Blue, born the year after “Fast Car,” grew up hearing Chapman’s single on the radio and in his mother’s record collection, and the song had stayed with him. After vacationing in Ibiza around 2015, he had the idea to remake the song, and to his surprise, “Fast Car” proved a natural fit for a tropical-house remake. Coincidentally, Swedish EDM producer Tobtok had the same idea at the same time, and both versions were released almost simultaneously.
Blue’s version became a crossover dance hit and, according to Alpha Data — the data-analytics provider that powers the Rolling Stone Charts — has streamed 177 million times, just behind Chapman’s original (which has streamed 204 million times). “A lot of my fan base is younger people, and they’d never heard the original and thought it was essentially my song,” Blue says. “Everyone hears it different, but it’s a song that will always help people get through hard and difficult times.”
With the times rarely as difficult as they are now, “Fast Car” seems ready for yet another comeback. About two years ago, Combs posted a snippet of himself playing the song backstage at the Ryman. His fans began demanding a full rendition, which he finally filmed and posted this March, just after the virus lockdown was put in place. It’s since been viewed nearly 3 million times on YouTube and 1.2 million times on his Instagram account. “I definitely was surprised,” he says. “I didn’t realize to what extent my fan base would be so aware of it, and love it so much. It’s so interesting that a song from 32 years ago can be so relevant and impactful in a moment in time.” (Chapman, who currently lives in Northern California, declined to comment for this story.)

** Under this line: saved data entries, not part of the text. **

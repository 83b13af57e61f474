//! Editor-facing features: commands, quick fixes, hover.

pub mod backend;
pub mod code_actions;
pub mod commands;
pub mod diagnostics;
mod handlers;
pub mod host;
pub mod hover;
pub mod phrase;
pub mod state;
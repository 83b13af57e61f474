//! Entry point for the Language Server Protocol implementation.

use std::process::ExitCode;
use std::sync::Arc;

use al_helper_language_server::Backend;
use al_helper_language_server::translation::{
    HttpTranslationSource,
    Translator,
};
use tower_lsp::{
    LspService,
    Server,
};
use tracing_appender::non_blocking::WorkerGuard;
use tracing_subscriber::EnvFilter;

/// Directory for daily log files; logs go to stderr when unset.
const LOG_DIR_ENV: &str = "AL_HELPER_LOG_DIR";

#[tokio::main]
async fn main() -> ExitCode {
    let _log_guard = init_tracing();

    let source = match HttpTranslationSource::new() {
        Ok(source) => source,
        Err(error) => {
            tracing::error!(%error, "Failed to create HTTP client");
            return ExitCode::FAILURE;
        }
    };
    let translator = Translator::new(Arc::new(source));

    let (stdin, stdout) = (tokio::io::stdin(), tokio::io::stdout());
    let (service, socket) = LspService::new(move |client| Backend::new(client, translator));
    Server::new(stdin, stdout, socket).serve(service).await;

    ExitCode::SUCCESS
}

/// Installs the subscriber. stdout carries the protocol, so logs never go there.
fn init_tracing() -> Option<WorkerGuard> {
    let filter = EnvFilter::try_from_default_env().unwrap_or_else(|_| EnvFilter::new("info"));

    if let Some(dir) = std::env::var_os(LOG_DIR_ENV) {
        let appender = tracing_appender::rolling::daily(dir, "al-helper.log");
        let (writer, guard) = tracing_appender::non_blocking(appender);
        tracing_subscriber::fmt().with_env_filter(filter).with_writer(writer).with_ansi(false).init();
        Some(guard)
    } else {
        tracing_subscriber::fmt().with_env_filter(filter).with_writer(std::io::stderr).init();
        None
    }
}
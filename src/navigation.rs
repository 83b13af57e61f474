//! Jump to the next marker line in AL source (`dataitem(`, `trigger OnAfterGetRecord(`).

use serde::Serialize;

use crate::types::{
    SourcePosition,
    SourceRange,
    utf16_len,
};

/// Line the caret moves to when no marker follows the cursor.
pub const FALLBACK_LINE: usize = 1;

/// Lines revealed above and below the destination.
pub const REVEAL_MARGIN: u32 = 10;

/// Line prefixes that can be jumped to.
#[derive(Debug, Clone, Copy, PartialEq, Eq)]
pub enum Marker {
    DataItem,
    OnAfterGetRecord,
    Keys,
    Trigger,
}

impl Marker {
    /// The upper-case prefix a destination line starts with.
    #[must_use]
    pub const fn text(self) -> &'static str {
        match self {
            Self::DataItem => "DATAITEM(",
            Self::OnAfterGetRecord => "TRIGGER ONAFTERGETRECORD(",
            Self::Keys => "KEYS",
            Self::Trigger => "TRIGGER ON",
        }
    }

    /// Whether `line` starts with this marker, ignoring case and indentation.
    #[must_use]
    pub fn matches(self, line: &str) -> bool {
        let marker = self.text();
        let upper = line.trim_start().to_uppercase();
        let prefix: String = upper.chars().take(marker.chars().count()).collect();
        prefix.contains(marker)
    }
}

/// Index of the first line after `cursor_line` that starts with `marker`,
/// or [`FALLBACK_LINE`] when there is none.
#[must_use]
pub fn find_next_marker(lines: &[&str], cursor_line: usize, marker: Marker) -> usize {
    lines
        .iter()
        .enumerate()
        .skip(cursor_line.saturating_add(1))
        .find(|(_, line)| marker.matches(line))
        .map_or(FALLBACK_LINE, |(index, _)| index)
}

/// Where the caret goes and which lines the editor should bring into view.
#[derive(Debug, Clone, Copy, PartialEq, Eq, Serialize)]
pub struct JumpTarget {
    /// Empty selection at the end of the destination line.
    pub caret: SourceRange,
    /// Window of lines around the destination.
    pub reveal: SourceRange,
}

/// Computes the jump from `cursor_line` to the next `marker` line in `text`.
#[must_use]
#[allow(clippy::cast_possible_truncation)] // documents never exceed u32::MAX lines
pub fn jump_target(text: &str, cursor_line: u32, marker: Marker) -> JumpTarget {
    let lines: Vec<&str> = text.lines().collect();
    let last_line = lines.len().saturating_sub(1);
    let destination = find_next_marker(&lines, cursor_line as usize, marker).min(last_line);
    let end_character = lines.get(destination).map_or(0, |line| utf16_len(line));

    let line = destination as u32;
    let caret = SourceRange::caret(SourcePosition { line, character: end_character });
    let reveal = SourceRange {
        start: SourcePosition { line: line.saturating_sub(REVEAL_MARGIN), character: 0 },
        end: SourcePosition {
            line: line.saturating_add(REVEAL_MARGIN).min(last_line as u32),
            character: 0,
        },
    };

    JumpTarget { caret, reveal }
}
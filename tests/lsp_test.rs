//! LSPサーバーの統合テスト

#![allow(clippy::unwrap_used)]
#![allow(clippy::panic)]
#![allow(clippy::indexing_slicing)]
#![allow(missing_docs)]
#![allow(deprecated)]
#![allow(clippy::match_wildcard_for_single_variants)]

use std::sync::Arc;

use al_helper_language_server::Backend;
use al_helper_language_server::translation::{
    TranslationError,
    TranslationSource,
    Translator,
};
use googletest::prelude::*;
use serde_json::json;
use tower_lsp::lsp_types::*;
use tower_lsp::{
    LanguageServer,
    LspService,
};

/// Answers every lookup with the same result page.
struct FixedPage(&'static str);

#[tower_lsp::async_trait]
impl TranslationSource for FixedPage {
    async fn fetch_page(&self, _url: &Url) -> std::result::Result<String, TranslationError> {
        Ok(self.0.to_string())
    }
}

const RESULT_PAGE: &str = "<table><tr>\
                           <td class=\"trs_source_clm\">Posting Date</td>\
                           <td class=\"trs_target_clm\">Buchungsdatum</td>\
                           </tr></table>";

const CODEUNIT: &str = "codeunit 50100 \"Post Helper\"\n\
                        {\n\
                        \x20   procedure Run()\n\
                        \x20   begin\n\
                        \x20       Customer.Get('10000');\n\
                        \x20   end;\n\
                        }";

fn create_test_backend() -> Backend {
    let translator = Translator::new(Arc::new(FixedPage(RESULT_PAGE)));
    let (service, _socket) = LspService::new(move |client| Backend::new(client, translator));
    service.inner().clone()
}

fn uri(path: &str) -> Url {
    Url::parse(&format!("file:///work/{path}")).unwrap()
}

async fn open(backend: &Backend, uri: &Url, language_id: &str, text: &str) {
    backend
        .did_open(DidOpenTextDocumentParams {
            text_document: TextDocumentItem {
                uri: uri.clone(),
                language_id: language_id.to_string(),
                version: 1,
                text: text.to_string(),
            },
        })
        .await;
}

fn hover_params(uri: &Url, line: u32, character: u32) -> HoverParams {
    HoverParams {
        text_document_position_params: TextDocumentPositionParams {
            text_document: TextDocumentIdentifier { uri: uri.clone() },
            position: Position { line, character },
        },
        work_done_progress_params: WorkDoneProgressParams { work_done_token: None },
    }
}

#[tokio::test]
async fn initialize_advertises_commands() {
    let backend = create_test_backend();

    let result = backend.initialize(InitializeParams::default()).await.unwrap();

    let commands = result.capabilities.execute_command_provider.unwrap().commands;
    assert_that!(
        commands,
        contains_each![
            eq("al.jumpToNextDataItem"),
            eq("al.jumpToNextOnAfterGetRecord"),
            eq("al.jumpToNextKeys"),
            eq("al.jumpToNextTrigger"),
            eq("al.showTranslation"),
            eq("al.showTranslationReverse"),
            eq("al.translateAndCopyToClipboard"),
            eq("al.insertTranslationFromComment")
        ]
    );
    assert!(matches!(
        result.capabilities.text_document_sync,
        Some(TextDocumentSyncCapability::Kind(TextDocumentSyncKind::FULL))
    ));
    assert!(result.capabilities.code_action_provider.is_some());
    assert!(result.capabilities.hover_provider.is_some());
}

#[tokio::test]
async fn code_action_declares_known_variable() {
    let backend = create_test_backend();
    let uri = uri("PostHelper.Codeunit.al");
    open(&backend, &uri, "al", CODEUNIT).await;

    let range = Range {
        start: Position { line: 4, character: 8 },
        end: Position { line: 4, character: 16 },
    };
    let diagnostic = Diagnostic {
        range,
        source: Some("AL".to_string()),
        code: Some(NumberOrString::String("AL0118".to_string())),
        message: "The name 'Customer' does not exist in the current context.".to_string(),
        ..Diagnostic::default()
    };

    let actions = backend
        .code_action(CodeActionParams {
            text_document: TextDocumentIdentifier { uri: uri.clone() },
            range: Range { start: Position { line: 4, character: 10 }, ..range },
            context: CodeActionContext { diagnostics: vec![diagnostic], ..Default::default() },
            work_done_progress_params: WorkDoneProgressParams::default(),
            partial_result_params: PartialResultParams::default(),
        })
        .await
        .unwrap()
        .unwrap();

    assert_that!(actions, len(eq(1)));
    let CodeActionOrCommand::CodeAction(action) = &actions[0] else {
        panic!("expected a code action");
    };
    assert_that!(action.title.as_str(), eq("Declare variable Customer (Customer)"));
    let edits = action.edit.as_ref().unwrap().changes.as_ref().unwrap().get(&uri).unwrap();
    assert_that!(edits[0].new_text.as_str(), eq("    var\n        Customer: Record Customer;\n"));
}

#[tokio::test]
async fn code_action_ignores_other_diagnostics() {
    let backend = create_test_backend();
    let uri = uri("PostHelper.Codeunit.al");
    open(&backend, &uri, "al", CODEUNIT).await;

    let range = Range {
        start: Position { line: 4, character: 8 },
        end: Position { line: 4, character: 16 },
    };
    let diagnostic = Diagnostic {
        range,
        source: Some("AL".to_string()),
        code: Some(NumberOrString::String("AL0185".to_string())),
        message: "Codeunit 'Customer' is missing".to_string(),
        ..Diagnostic::default()
    };

    let actions = backend
        .code_action(CodeActionParams {
            text_document: TextDocumentIdentifier { uri },
            range,
            context: CodeActionContext { diagnostics: vec![diagnostic], ..Default::default() },
            work_done_progress_params: WorkDoneProgressParams::default(),
            partial_result_params: PartialResultParams::default(),
        })
        .await
        .unwrap();

    assert_that!(actions, some(is_empty()));
}

#[tokio::test]
async fn hover_is_disabled_by_default() {
    let backend = create_test_backend();
    let uri = uri("MyApp.de-DE.xlf");
    open(&backend, &uri, "xml", "  <source>Posting Date</source>").await;

    let hover = backend.hover(hover_params(&uri, 0, 12)).await.unwrap();

    assert!(hover.is_none());
}

#[tokio::test]
async fn hover_translates_after_enabling_it() {
    let backend = create_test_backend();
    let uri = uri("MyApp.de-DE.xlf");
    open(&backend, &uri, "xml", "  <source>Posting Date</source>").await;

    backend
        .did_change_configuration(DidChangeConfigurationParams {
            settings: json!({ "alHelper": { "translation": { "hover": true } } }),
        })
        .await;
    let hover = backend.hover(hover_params(&uri, 0, 12)).await.unwrap().unwrap();

    match hover.contents {
        HoverContents::Markup(markup) => {
            assert!(markup.kind == MarkupKind::Markdown);
            assert_that!(markup.value.as_str(), contains_substring("**German**: Buchungsdatum"));
        }
        _ => panic!("Expected Markup content"),
    }
}

#[tokio::test]
async fn closed_documents_are_forgotten() {
    let backend = create_test_backend();
    let uri = uri("MyApp.de-DE.xlf");
    open(&backend, &uri, "xml", "  <source>Posting Date</source>").await;
    backend
        .did_change_configuration(DidChangeConfigurationParams {
            settings: json!({ "translation": { "hover": true } }),
        })
        .await;

    backend
        .did_close(DidCloseTextDocumentParams {
            text_document: TextDocumentIdentifier { uri: uri.clone() },
        })
        .await;

    assert!(backend.hover(hover_params(&uri, 0, 12)).await.unwrap().is_none());
}

#[tokio::test]
async fn unknown_command_returns_nothing() {
    let backend = create_test_backend();

    let result = backend
        .execute_command(ExecuteCommandParams {
            command: "al.doesNotExist".to_string(),
            arguments: vec![],
            work_done_progress_params: WorkDoneProgressParams::default(),
        })
        .await
        .unwrap();

    assert!(result.is_none());
}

Whenever he resumes a tour that was postponed until after the lockdown, Combs says he’s considering adding the song to his set, and Black Pumas had made it a regular part of their own show before their own touring was shut down. Now, performing the song feels even more fitting, even if it doesn’t fit the rigid definition of a protest tune. “To me, in a subtle way, it is a protest song,” says Burton. “It’s a song that says it’s not OK to be complacent. It’s a song that says it’s not OK to be OK with things that hold us back from living our best lives. It’s still relevant.”